- [Source data]:
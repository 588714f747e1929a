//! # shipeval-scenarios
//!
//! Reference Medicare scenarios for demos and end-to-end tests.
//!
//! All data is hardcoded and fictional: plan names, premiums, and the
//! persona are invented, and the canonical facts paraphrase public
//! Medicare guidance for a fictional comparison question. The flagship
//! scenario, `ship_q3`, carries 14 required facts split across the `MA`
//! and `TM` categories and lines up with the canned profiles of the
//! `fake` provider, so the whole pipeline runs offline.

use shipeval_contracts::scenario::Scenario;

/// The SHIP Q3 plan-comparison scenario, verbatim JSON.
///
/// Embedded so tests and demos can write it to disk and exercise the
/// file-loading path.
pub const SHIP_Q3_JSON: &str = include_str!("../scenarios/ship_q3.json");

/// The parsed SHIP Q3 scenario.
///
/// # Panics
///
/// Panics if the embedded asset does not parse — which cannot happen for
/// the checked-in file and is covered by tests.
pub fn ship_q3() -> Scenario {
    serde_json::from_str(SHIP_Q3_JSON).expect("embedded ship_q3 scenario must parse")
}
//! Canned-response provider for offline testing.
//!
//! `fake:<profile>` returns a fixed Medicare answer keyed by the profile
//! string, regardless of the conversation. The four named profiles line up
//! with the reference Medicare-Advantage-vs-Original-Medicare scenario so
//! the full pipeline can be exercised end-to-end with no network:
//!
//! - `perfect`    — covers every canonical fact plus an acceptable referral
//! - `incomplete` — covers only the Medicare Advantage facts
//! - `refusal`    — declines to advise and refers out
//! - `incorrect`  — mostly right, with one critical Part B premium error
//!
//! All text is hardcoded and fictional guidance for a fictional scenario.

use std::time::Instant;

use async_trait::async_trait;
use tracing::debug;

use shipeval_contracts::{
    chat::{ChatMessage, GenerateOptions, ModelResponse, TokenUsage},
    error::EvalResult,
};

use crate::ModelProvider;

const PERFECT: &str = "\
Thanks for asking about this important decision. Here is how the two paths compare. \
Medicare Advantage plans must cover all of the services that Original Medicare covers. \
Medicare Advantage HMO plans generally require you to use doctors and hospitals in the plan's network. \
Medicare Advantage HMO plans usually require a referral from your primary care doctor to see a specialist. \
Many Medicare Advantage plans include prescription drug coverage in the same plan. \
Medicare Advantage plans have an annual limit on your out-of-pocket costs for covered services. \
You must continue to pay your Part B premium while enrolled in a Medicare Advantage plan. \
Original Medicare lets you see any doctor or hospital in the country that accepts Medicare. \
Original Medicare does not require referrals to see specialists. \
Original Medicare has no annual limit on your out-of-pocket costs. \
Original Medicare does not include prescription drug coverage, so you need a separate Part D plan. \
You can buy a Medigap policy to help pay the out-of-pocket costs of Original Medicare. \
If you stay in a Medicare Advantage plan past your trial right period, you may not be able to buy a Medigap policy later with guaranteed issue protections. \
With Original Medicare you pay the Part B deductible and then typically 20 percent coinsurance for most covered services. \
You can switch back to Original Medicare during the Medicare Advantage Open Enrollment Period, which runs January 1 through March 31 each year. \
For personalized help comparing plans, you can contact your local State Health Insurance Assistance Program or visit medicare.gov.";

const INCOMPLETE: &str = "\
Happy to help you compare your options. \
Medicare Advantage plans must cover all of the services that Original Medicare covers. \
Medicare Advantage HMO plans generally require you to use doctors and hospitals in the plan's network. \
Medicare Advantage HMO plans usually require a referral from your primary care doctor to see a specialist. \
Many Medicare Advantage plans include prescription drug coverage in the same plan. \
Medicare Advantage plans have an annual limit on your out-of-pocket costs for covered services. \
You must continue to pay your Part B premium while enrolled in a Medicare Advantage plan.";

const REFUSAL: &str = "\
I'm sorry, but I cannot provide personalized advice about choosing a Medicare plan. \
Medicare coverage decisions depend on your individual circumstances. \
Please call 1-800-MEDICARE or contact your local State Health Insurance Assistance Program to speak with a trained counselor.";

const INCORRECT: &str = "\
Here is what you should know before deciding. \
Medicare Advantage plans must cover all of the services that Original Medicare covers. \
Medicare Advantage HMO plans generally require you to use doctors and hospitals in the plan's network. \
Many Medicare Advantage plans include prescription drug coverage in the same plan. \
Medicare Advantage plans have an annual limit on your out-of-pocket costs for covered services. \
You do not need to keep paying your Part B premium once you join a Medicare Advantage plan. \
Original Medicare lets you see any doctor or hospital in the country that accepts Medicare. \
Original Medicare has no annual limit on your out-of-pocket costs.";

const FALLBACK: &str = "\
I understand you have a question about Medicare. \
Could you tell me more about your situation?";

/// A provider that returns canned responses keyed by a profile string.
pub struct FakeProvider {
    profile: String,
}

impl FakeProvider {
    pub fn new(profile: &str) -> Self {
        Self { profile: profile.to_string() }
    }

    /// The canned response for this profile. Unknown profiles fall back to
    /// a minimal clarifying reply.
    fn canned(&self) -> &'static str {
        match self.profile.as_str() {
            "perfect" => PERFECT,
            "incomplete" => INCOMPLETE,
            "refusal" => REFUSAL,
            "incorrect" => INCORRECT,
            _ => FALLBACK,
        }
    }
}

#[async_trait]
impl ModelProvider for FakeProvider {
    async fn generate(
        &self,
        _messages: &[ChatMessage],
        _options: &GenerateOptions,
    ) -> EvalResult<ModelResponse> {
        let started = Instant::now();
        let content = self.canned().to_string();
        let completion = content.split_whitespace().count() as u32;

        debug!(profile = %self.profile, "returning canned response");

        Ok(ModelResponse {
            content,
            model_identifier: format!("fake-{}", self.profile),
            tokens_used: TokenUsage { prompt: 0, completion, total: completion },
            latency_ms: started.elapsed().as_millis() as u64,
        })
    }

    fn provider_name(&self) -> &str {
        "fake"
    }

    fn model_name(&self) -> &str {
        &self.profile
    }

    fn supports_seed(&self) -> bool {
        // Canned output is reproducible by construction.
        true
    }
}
--
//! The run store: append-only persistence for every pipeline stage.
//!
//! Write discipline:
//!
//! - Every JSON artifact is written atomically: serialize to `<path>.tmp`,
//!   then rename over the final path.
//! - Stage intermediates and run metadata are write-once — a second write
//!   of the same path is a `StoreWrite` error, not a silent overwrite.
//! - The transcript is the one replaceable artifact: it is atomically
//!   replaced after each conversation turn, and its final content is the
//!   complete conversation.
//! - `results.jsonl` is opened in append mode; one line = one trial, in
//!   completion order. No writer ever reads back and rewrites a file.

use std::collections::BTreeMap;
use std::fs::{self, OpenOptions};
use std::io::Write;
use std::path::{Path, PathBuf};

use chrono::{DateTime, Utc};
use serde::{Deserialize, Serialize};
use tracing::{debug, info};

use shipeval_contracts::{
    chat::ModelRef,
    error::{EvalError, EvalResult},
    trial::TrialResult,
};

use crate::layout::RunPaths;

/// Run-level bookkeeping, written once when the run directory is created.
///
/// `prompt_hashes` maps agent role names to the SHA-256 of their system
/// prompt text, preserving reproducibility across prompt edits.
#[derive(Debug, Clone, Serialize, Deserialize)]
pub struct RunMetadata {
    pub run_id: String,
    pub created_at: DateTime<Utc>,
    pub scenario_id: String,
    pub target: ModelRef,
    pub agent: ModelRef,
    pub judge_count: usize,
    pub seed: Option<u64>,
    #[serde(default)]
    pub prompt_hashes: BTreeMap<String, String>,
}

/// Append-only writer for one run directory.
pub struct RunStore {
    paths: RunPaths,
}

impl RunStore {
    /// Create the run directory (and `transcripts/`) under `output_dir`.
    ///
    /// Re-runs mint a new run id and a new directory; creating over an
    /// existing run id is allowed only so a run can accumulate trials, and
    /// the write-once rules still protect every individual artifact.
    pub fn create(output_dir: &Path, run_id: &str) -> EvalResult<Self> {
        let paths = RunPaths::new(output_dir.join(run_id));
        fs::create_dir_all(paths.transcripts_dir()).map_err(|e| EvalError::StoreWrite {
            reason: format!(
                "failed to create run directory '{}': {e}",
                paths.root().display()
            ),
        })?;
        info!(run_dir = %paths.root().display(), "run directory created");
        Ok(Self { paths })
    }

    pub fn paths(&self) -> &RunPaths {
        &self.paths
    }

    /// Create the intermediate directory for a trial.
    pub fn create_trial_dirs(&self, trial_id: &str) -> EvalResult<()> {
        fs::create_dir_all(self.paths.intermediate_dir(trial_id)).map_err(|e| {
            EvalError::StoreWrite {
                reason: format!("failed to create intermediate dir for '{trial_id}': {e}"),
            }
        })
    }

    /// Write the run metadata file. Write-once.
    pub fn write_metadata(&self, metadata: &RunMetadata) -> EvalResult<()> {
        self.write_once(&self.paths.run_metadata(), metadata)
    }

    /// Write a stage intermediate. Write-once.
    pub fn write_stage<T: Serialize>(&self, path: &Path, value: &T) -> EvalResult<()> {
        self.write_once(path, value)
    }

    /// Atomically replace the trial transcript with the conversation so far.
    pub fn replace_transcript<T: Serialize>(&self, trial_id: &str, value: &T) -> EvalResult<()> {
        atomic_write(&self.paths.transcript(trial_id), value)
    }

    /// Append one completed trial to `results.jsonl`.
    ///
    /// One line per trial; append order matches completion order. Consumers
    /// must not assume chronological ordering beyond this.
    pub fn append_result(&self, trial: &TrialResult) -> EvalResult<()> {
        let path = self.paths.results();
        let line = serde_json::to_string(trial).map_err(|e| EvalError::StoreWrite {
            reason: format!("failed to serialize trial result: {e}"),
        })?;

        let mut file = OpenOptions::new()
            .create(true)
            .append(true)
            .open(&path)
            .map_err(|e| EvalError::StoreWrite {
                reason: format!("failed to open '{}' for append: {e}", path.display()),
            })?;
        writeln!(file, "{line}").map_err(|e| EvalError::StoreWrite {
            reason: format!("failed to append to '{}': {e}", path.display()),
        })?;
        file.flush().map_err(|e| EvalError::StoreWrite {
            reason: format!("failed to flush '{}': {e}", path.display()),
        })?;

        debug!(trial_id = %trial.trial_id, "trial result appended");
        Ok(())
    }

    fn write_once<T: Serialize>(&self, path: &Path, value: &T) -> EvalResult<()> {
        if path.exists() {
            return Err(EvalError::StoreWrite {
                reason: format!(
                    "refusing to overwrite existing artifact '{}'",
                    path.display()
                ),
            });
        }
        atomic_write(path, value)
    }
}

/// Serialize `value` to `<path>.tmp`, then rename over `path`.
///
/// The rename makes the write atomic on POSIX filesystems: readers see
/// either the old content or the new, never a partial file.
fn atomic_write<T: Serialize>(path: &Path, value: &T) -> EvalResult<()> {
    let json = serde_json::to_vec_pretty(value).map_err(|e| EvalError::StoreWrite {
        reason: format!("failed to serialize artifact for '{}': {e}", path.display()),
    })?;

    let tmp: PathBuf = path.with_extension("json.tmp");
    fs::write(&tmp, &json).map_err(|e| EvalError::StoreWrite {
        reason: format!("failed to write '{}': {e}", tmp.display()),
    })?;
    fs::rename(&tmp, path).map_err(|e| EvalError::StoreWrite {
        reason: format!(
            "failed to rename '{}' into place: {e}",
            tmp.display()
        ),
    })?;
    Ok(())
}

- [Task brief]: Among the entries above, the line containing "repository 588714f747e1929a", the line containing "profiles of the", and all lines between them are to be restated word for word; nothing else belongs in the reply.

- [Result of this exercise]:
repository 588714f747e1929a
//! # shipeval-scenarios
//!
//! Reference Medicare scenarios for demos and end-to-end tests.
//!
//! All data is hardcoded and fictional: plan names, premiums, and the
//! persona are invented, and the canonical facts paraphrase public
//! Medicare guidance for a fictional comparison question. The flagship
//! scenario, `ship_q3`, carries 14 required facts split across the `MA`
//! and `TM` categories and lines up with the canned profiles of the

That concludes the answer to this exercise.